Anyone know how this research might be relevant for uploads?

/my current layman understanding

The current most plausible path for uploads seems to me to be brain scanning, which currently operates basically by a sort of plastination process, then slicing the brain into extremely thin slices, imaging each slice at very high resolution, and then assembling it in a computer into something meaningful.

The imaging part is currently in pretty good shape, even if you need to mess around with toxic metals to get something you can use an electron microscope on, and the slicing part has been automated too; one of the remaining bottlenecks is, well, how to process the brain to get it into a slicable state in the first place.

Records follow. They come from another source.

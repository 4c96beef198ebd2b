use anyhow::{Context, Result};
use colored::Colorize;
use std::path::Path;
use vizij_loopfix_core::{CurveChange, EditOutcome};

/// Print an edit outcome either as JSON or as a short human summary.
pub(super) fn print_outcome(outcome: &EditOutcome, written: &Path, json: bool) -> Result<()> {
    if json {
        let text = serde_json::to_string_pretty(outcome).context("serialize edit outcome")?;
        println!("{text}");
        return Ok(());
    }

    println!("{} {}", "Wrote".green().bold(), written.display());
    for report in &outcome.curves {
        let label = match &report.change {
            CurveChange::Blended { blended_keys } => format!("blended ({blended_keys} keys eased)"),
            CurveChange::Skipped => "skipped".yellow().to_string(),
            CurveChange::Removed => "removed".red().to_string(),
            CurveChange::Clipped { removed } => format!("clipped ({removed} keys)"),
            CurveChange::Unchanged => "unchanged".dimmed().to_string(),
        };
        println!("  {:<40} {}", report.binding.to_string(), label);
    }
    Ok(())
}
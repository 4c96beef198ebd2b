use vizij_loopfix_core::{
    clip_keyframes, parse_clip_json, AnimationClip, ClipConfig, CurveChange, LoopFixError,
    MemoryClipStore, WrapMode,
};

fn load(name: &str) -> AnimationClip {
    let json = vizij_test_fixtures::clips::json(name).expect("load clip fixture");
    parse_clip_json(&json).expect("parse clip fixture")
}

fn cfg(count: usize) -> ClipConfig {
    ClipConfig {
        new_clip_name: format!("Clipped{count}"),
        keyframes_to_clip: count,
    }
}

#[test]
fn long_curves_lose_exactly_k_trailing_keys() {
    let source = load("walk-cycle");
    let mut store = MemoryClipStore::new();
    let original = store.insert(source.clone());

    let outcome = clip_keyframes(&mut store, Some(original), &cfg(3)).unwrap();
    let out = store.get(outcome.clip).unwrap();
    assert_eq!(out.curve_count(), source.curve_count());
    for (binding, before) in source.curves() {
        let after = out.curve(binding).unwrap();
        assert_eq!(after.len(), before.len() - 3, "{binding}");
        assert_eq!(after.keys(), &before.keys()[..before.len() - 3]);
    }
    assert!(outcome.message.starts_with("3 keyframes clipped"));
}

#[test]
fn curves_not_longer_than_k_pass_through() {
    let source = load("mixed-lengths");
    let mut store = MemoryClipStore::new();
    let original = store.insert(source.clone());

    let outcome = clip_keyframes(&mut store, Some(original), &cfg(3)).unwrap();
    let out = store.get(outcome.clip).unwrap();
    for name in ["Empty", "Single", "Pair", "Triple"] {
        assert_eq!(out.curve_by_property(name), source.curve_by_property(name));
        assert_eq!(outcome.change_for(name), Some(&CurveChange::Unchanged));
    }
    assert_eq!(out.curve_by_property("Long").unwrap().len(), 5);
    assert_eq!(
        outcome.change_for("Long"),
        Some(&CurveChange::Clipped { removed: 3 })
    );
}

#[test]
fn zero_count_copies_everything() {
    let source = load("mixed-lengths");
    let mut store = MemoryClipStore::new();
    let original = store.insert(source.clone());
    let outcome = clip_keyframes(&mut store, Some(original), &cfg(0)).unwrap();
    let out = store.get(outcome.clip).unwrap();
    assert_eq!(out.curves().collect::<Vec<_>>(), source.curves().collect::<Vec<_>>());
}

#[test]
fn settings_are_preserved_and_result_persisted() {
    let source = load("mixed-lengths");
    let mut store = MemoryClipStore::new();
    let original = store.insert(source.clone());
    let outcome = clip_keyframes(&mut store, Some(original), &ClipConfig::default()).unwrap();
    let out = store.get(outcome.clip).unwrap();
    assert_eq!(out.name, "NewAnimationClip");
    assert_eq!(out.frame_rate, 24.0);
    assert_eq!(out.wrap_mode, WrapMode::PingPong);
    assert!(store.is_persisted(outcome.clip));
    assert!(!store.is_persisted(original));
    assert_eq!(store.get(original), Some(&source));
}

#[test]
fn missing_source_clip_is_invalid_input() {
    let mut store = MemoryClipStore::new();
    let err = clip_keyframes(&mut store, None, &ClipConfig::default()).unwrap_err();
    assert!(matches!(err, LoopFixError::InvalidInput { .. }));
    assert!(store.is_empty());
}
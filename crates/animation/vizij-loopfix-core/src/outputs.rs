//! Result contracts returned by the edit entry points.

use serde::{Deserialize, Serialize};

use crate::data::CurveBinding;
use crate::ids::ClipId;

/// What happened to one curve binding during an edit.
#[derive(Clone, Debug, PartialEq, Serialize, Deserialize)]
#[serde(tag = "kind", rename_all = "camelCase")]
pub enum CurveChange {
    /// Tail eased toward the head and tangents smoothed.
    Blended { blended_keys: usize },
    /// Kept verbatim because the property is never blended.
    Skipped,
    /// Deleted by a property filter.
    Removed,
    /// Trailing keys dropped.
    Clipped { removed: usize },
    /// Too short to edit; copied as is.
    Unchanged,
}

#[derive(Clone, Debug, PartialEq, Serialize, Deserialize)]
pub struct CurveReport {
    pub binding: CurveBinding,
    pub change: CurveChange,
}

/// Handle of the persisted output clip plus a human-readable notice.
#[derive(Clone, Debug, PartialEq, Serialize, Deserialize)]
pub struct EditOutcome {
    pub clip: ClipId,
    pub message: String,
    pub curves: Vec<CurveReport>,
}

impl EditOutcome {
    pub fn count(&self, pred: impl Fn(&CurveChange) -> bool) -> usize {
        self.curves.iter().filter(|r| pred(&r.change)).count()
    }

    pub fn change_for(&self, property_name: &str) -> Option<&CurveChange> {
        self.curves
            .iter()
            .find(|r| r.binding.property_name == property_name)
            .map(|r| &r.change)
    }
}
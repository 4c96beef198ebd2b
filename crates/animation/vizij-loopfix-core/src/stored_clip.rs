use serde::{Deserialize, Serialize};

use crate::data::{AnimationClip, Curve, CurveBinding, Keyframe, WrapMode};
use crate::error::{LoopFixError, Result};

/// Public API: parse a clip JSON document into the canonical AnimationClip.
///
/// Notes:
/// - `frameRate` defaults to 60 and `wrapMode` to `default` when omitted.
/// - Per-key tangents and tangent modes default to 0 / `free`.
/// - Key times must be strictly ascending within each curve.
/// - A binding may appear only once.
pub fn parse_clip_json(s: &str) -> Result<AnimationClip> {
    let doc: StoredClip =
        serde_json::from_str(s).map_err(|e| LoopFixError::store(format!("parse error: {e}")))?;

    if !doc.frame_rate.is_finite() || doc.frame_rate <= 0.0 {
        return Err(LoopFixError::invalid_input(format!(
            "clip '{}' frameRate must be positive",
            doc.name
        )));
    }

    let mut clip = AnimationClip::new(doc.name, doc.frame_rate, doc.wrap_mode);
    for sc in doc.curves {
        let binding = CurveBinding::new(sc.path, sc.property_name, sc.type_name);
        let curve = Curve::new(sc.keys).map_err(|e| match e {
            LoopFixError::InvalidCurve { reason } => {
                LoopFixError::invalid_curve(format!("'{binding}': {reason}"))
            }
            other => other,
        })?;
        if clip.curve(&binding).is_some() {
            return Err(LoopFixError::invalid_curve(format!(
                "duplicate binding '{binding}'"
            )));
        }
        clip.set_curve(binding, Some(curve));
    }
    Ok(clip)
}

/// Serialize a clip to its pretty-printed JSON document.
pub fn clip_to_json(clip: &AnimationClip) -> Result<String> {
    let doc = StoredClip {
        name: clip.name.clone(),
        frame_rate: clip.frame_rate,
        wrap_mode: clip.wrap_mode,
        curves: clip
            .curves()
            .map(|(b, c)| StoredCurve {
                path: b.path.clone(),
                property_name: b.property_name.clone(),
                type_name: b.type_name.clone(),
                keys: c.keys().to_vec(),
            })
            .collect(),
    };
    serde_json::to_string_pretty(&doc).map_err(|e| LoopFixError::store(format!("serialize: {e}")))
}

// ----- JSON schema (serde) -----

fn default_frame_rate() -> f32 {
    60.0
}

#[derive(Debug, Serialize, Deserialize)]
#[serde(rename_all = "camelCase")]
struct StoredClip {
    name: String,
    #[serde(default = "default_frame_rate")]
    frame_rate: f32,
    #[serde(default)]
    wrap_mode: WrapMode,
    #[serde(default)]
    curves: Vec<StoredCurve>,
}

#[derive(Debug, Serialize, Deserialize)]
#[serde(rename_all = "camelCase")]
struct StoredCurve {
    #[serde(default)]
    path: String,
    property_name: String,
    #[serde(rename = "type", default)]
    type_name: String,
    keys: Vec<Keyframe>,
}
//! Loop blender: close each curve's loop and ease its tail toward the head.
//!
//! Per curve (two or more keys):
//! 1. the last key takes the first key's value, so the loop closes exactly;
//! 2. keys in the window `[max(0, len - n - 1), len - 2]` are lerped toward
//!    the first value by `ease_in_out_quad((i - start) / (n - 1), influence)`;
//! 3. every key is switched to the configured auto tangent mode.
//!
//! Curves whose property name is filtered are deleted from the output. The
//! root forward translation (`RootT.z`) is never blended.

use std::ops::Range;

use log::{debug, info};

use crate::config::{LoopBlendConfig, UNBLENDED_PROPERTY};
use crate::data::{Curve, TangentMode};
use crate::duplicate::duplicate_clip;
use crate::error::{LoopFixError, Result};
use crate::ids::ClipId;
use crate::interp::{ease_in_out_quad, lerp_clamped};
use crate::outputs::{CurveChange, CurveReport, EditOutcome};
use crate::store::ClipStore;
use crate::tangents::smooth_tangents;

/// Key indices eased for a curve of `len` keys and a window of
/// `blend_keyframes`. The last key is excluded; it is set directly.
pub fn blend_window(len: usize, blend_keyframes: usize) -> Range<usize> {
    if len < 2 || blend_keyframes < 2 {
        return 0..0;
    }
    let start = len.saturating_sub(blend_keyframes.saturating_add(1));
    start..len - 1
}

/// Blend a single curve's tail back to its first value.
/// Curves with fewer than two keys are returned unchanged.
pub fn blend_curve(
    curve: &Curve,
    blend_keyframes: usize,
    influence: f32,
    tangent_mode: TangentMode,
) -> Result<Curve> {
    let len = curve.len();
    if len <= 1 {
        return Ok(curve.clone());
    }

    let mut out = curve.clone();
    let first_value = out.keys()[0].value;
    let last = out.keys()[len - 1];
    out.move_key(len - 1, last.with_value(first_value))?;

    let window = blend_window(len, blend_keyframes);
    let start = window.start;
    let denom = blend_keyframes.saturating_sub(1) as f32;
    for i in window {
        let t = ease_in_out_quad((i - start) as f32 / denom, influence);
        let key = out.keys()[i];
        out.move_key(i, key.with_value(lerp_clamped(key.value, first_value, t)))?;
    }

    smooth_tangents(&out, tangent_mode)
}

/// Duplicate `original` under `cfg.new_clip_name`, loop-blend every curve,
/// apply property filters and persist the result.
///
/// Fails with `InvalidInput` when `original` is `None` or `cfg` is out of
/// range; nothing is created in that case.
pub fn blend_loop<S: ClipStore + ?Sized>(
    store: &mut S,
    original: Option<ClipId>,
    cfg: &LoopBlendConfig,
) -> Result<EditOutcome> {
    let original = original.ok_or_else(LoopFixError::missing_source_clip)?;
    cfg.validate()?;

    let excluded = cfg.filter.excluded_names();
    let clip = duplicate_clip(store, original, &cfg.new_clip_name)?;
    let bindings = store.curve_bindings(clip)?;
    let mut curves = Vec::with_capacity(bindings.len());

    for binding in bindings {
        let property = binding.property_name.as_str();
        let change = if excluded.contains(property) {
            store.set_curve(clip, &binding, None)?;
            CurveChange::Removed
        } else if property == UNBLENDED_PROPERTY {
            CurveChange::Skipped
        } else {
            match store.curve(clip, &binding)? {
                Some(curve) if curve.len() > 1 => {
                    let blended = blend_curve(
                        &curve,
                        cfg.blend_keyframes,
                        cfg.easing_influence,
                        cfg.tangent_mode,
                    )?;
                    store.set_curve(clip, &binding, Some(blended))?;
                    CurveChange::Blended {
                        blended_keys: blend_window(curve.len(), cfg.blend_keyframes).len(),
                    }
                }
                _ => CurveChange::Unchanged,
            }
        };
        debug!("blend '{binding}': {change:?}");
        curves.push(CurveReport { binding, change });
    }

    store.persist(clip)?;
    let message = format!(
        "New animation clip '{}' created with first keyframe values copied to the last keyframe, \
         tangents smoothed, and end blended back to start with easing.",
        cfg.new_clip_name
    );
    info!("{message}");
    Ok(EditOutcome {
        clip,
        message,
        curves,
    })
}
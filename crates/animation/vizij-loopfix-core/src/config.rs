//! Configuration for the loop blender and the keyframe clipper.
//!
//! All structs deserialize with defaults so partial JSON settings files work.

use hashbrown::HashSet;
use serde::{Deserialize, Serialize};

use crate::data::TangentMode;
use crate::error::{LoopFixError, Result};

pub const DEFAULT_CLIP_NAME: &str = "NewAnimationClip";

/// Property that is never blended, only removed when its own filter is on.
pub const UNBLENDED_PROPERTY: &str = "RootT.z";

/// Root-motion curves that can be stripped from the output clip.
#[derive(Clone, Debug, Default, PartialEq, Eq, Serialize, Deserialize)]
#[serde(default, rename_all = "camelCase")]
pub struct PropertyFilter {
    pub remove_root_tx: bool,
    pub remove_root_ty: bool,
    pub remove_root_tz: bool,
    pub remove_root_qx: bool,
    pub remove_root_qy: bool,
    pub remove_root_qz: bool,
    /// Further property names removed on exact match.
    pub extra: Vec<String>,
}

impl PropertyFilter {
    /// Exact property names removed from the output.
    pub fn excluded_names(&self) -> HashSet<String> {
        let toggles = [
            (self.remove_root_tx, "RootT.x"),
            (self.remove_root_ty, "RootT.y"),
            (self.remove_root_tz, "RootT.z"),
            (self.remove_root_qx, "RootQ.x"),
            (self.remove_root_qy, "RootQ.y"),
            (self.remove_root_qz, "RootQ.z"),
        ];
        toggles
            .iter()
            .filter(|(on, _)| *on)
            .map(|(_, name)| (*name).to_string())
            .chain(self.extra.iter().cloned())
            .collect()
    }
}

/// Settings for [`crate::blend::blend_loop`].
#[derive(Clone, Debug, PartialEq, Serialize, Deserialize)]
#[serde(default, rename_all = "camelCase")]
pub struct LoopBlendConfig {
    /// Name of the clip created for the result.
    pub new_clip_name: String,
    /// Number of trailing keyframes eased toward the first value.
    /// Zero only closes the loop.
    pub blend_keyframes: usize,
    /// Multiplier applied by the ease-in-out function.
    pub easing_influence: f32,
    /// Tangent mode assigned to every key after blending.
    pub tangent_mode: TangentMode,
    pub filter: PropertyFilter,
}

impl Default for LoopBlendConfig {
    fn default() -> Self {
        Self {
            new_clip_name: DEFAULT_CLIP_NAME.to_string(),
            blend_keyframes: 5,
            easing_influence: 1.0,
            tangent_mode: TangentMode::Auto,
            filter: PropertyFilter::default(),
        }
    }
}

impl LoopBlendConfig {
    pub fn validate(&self) -> Result<()> {
        validate_name(&self.new_clip_name)?;
        if self.blend_keyframes == 1 {
            return Err(LoopFixError::invalid_input(
                "blend_keyframes must be 0 or at least 2",
            ));
        }
        if !self.easing_influence.is_finite() {
            return Err(LoopFixError::invalid_input(
                "easing_influence must be finite",
            ));
        }
        Ok(())
    }
}

/// Settings for [`crate::clipper::clip_keyframes`].
#[derive(Clone, Debug, PartialEq, Eq, Serialize, Deserialize)]
#[serde(default, rename_all = "camelCase")]
pub struct ClipConfig {
    pub new_clip_name: String,
    /// Number of keyframes removed from the end of each curve.
    pub keyframes_to_clip: usize,
}

impl Default for ClipConfig {
    fn default() -> Self {
        Self {
            new_clip_name: DEFAULT_CLIP_NAME.to_string(),
            keyframes_to_clip: 1,
        }
    }
}

impl ClipConfig {
    pub fn validate(&self) -> Result<()> {
        validate_name(&self.new_clip_name)
    }
}

/// Clip names double as file stems in file-backed stores.
fn validate_name(name: &str) -> Result<()> {
    if name.trim().is_empty() {
        return Err(LoopFixError::invalid_input("new clip name must not be empty"));
    }
    if name.contains(['/', '\\']) || name == "." || name == ".." {
        return Err(LoopFixError::invalid_input(format!(
            "new clip name '{name}' must not contain path separators"
        )));
    }
    Ok(())
}

#[cfg(test)]
mod tests {
    use super::*;

    #[test]
    fn defaults_match_editor_tool() {
        let cfg = LoopBlendConfig::default();
        assert_eq!(cfg.blend_keyframes, 5);
        assert_eq!(cfg.easing_influence, 1.0);
        assert_eq!(cfg.new_clip_name, "NewAnimationClip");
        assert_eq!(ClipConfig::default().keyframes_to_clip, 1);
        assert!(cfg.filter.excluded_names().is_empty());
    }

    #[test]
    fn partial_json_fills_defaults() {
        let cfg: LoopBlendConfig =
            serde_json::from_str(r#"{ "blendKeyframes": 8, "filter": { "removeRootQy": true } }"#)
                .unwrap();
        assert_eq!(cfg.blend_keyframes, 8);
        assert_eq!(cfg.easing_influence, 1.0);
        let names = cfg.filter.excluded_names();
        assert_eq!(names.len(), 1);
        assert!(names.contains("RootQ.y"));
    }

    #[test]
    fn single_key_window_is_rejected() {
        let cfg = LoopBlendConfig {
            blend_keyframes: 1,
            ..LoopBlendConfig::default()
        };
        assert!(matches!(
            cfg.validate(),
            Err(LoopFixError::InvalidInput { .. })
        ));
        let cfg = LoopBlendConfig {
            blend_keyframes: 0,
            ..LoopBlendConfig::default()
        };
        assert!(cfg.validate().is_ok());
    }

    #[test]
    fn names_with_path_components_are_rejected() {
        for name in ["../x", "a/b", "dir\\clip", ".."] {
            let blend = LoopBlendConfig {
                new_clip_name: name.into(),
                ..LoopBlendConfig::default()
            };
            assert!(blend.validate().is_err(), "{name}");
            let clip = ClipConfig {
                new_clip_name: name.into(),
                ..ClipConfig::default()
            };
            assert!(clip.validate().is_err(), "{name}");
        }
        let ok = ClipConfig {
            new_clip_name: "Walk Loop.v2".into(),
            ..ClipConfig::default()
        };
        assert!(ok.validate().is_ok());
    }
}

This is a question that plastination quality bears upon.

So the only step in the process that needs to be done now instead of post-singularity is the one we're worst at?

Look on the bright side - the only step we need to research now is also the one with the most low-hanging fruit! :)

I think this is great, the hardest part is something we can test now when we know people are interested- and we can probably get things close to perfect with animal experiments.

Has Hayworth or anyone else written up a layman-accessible, or even technical, outline of why plastination might beat cryonics in terms of information-preservation?

Some of the links/citations in my short essay may be of use.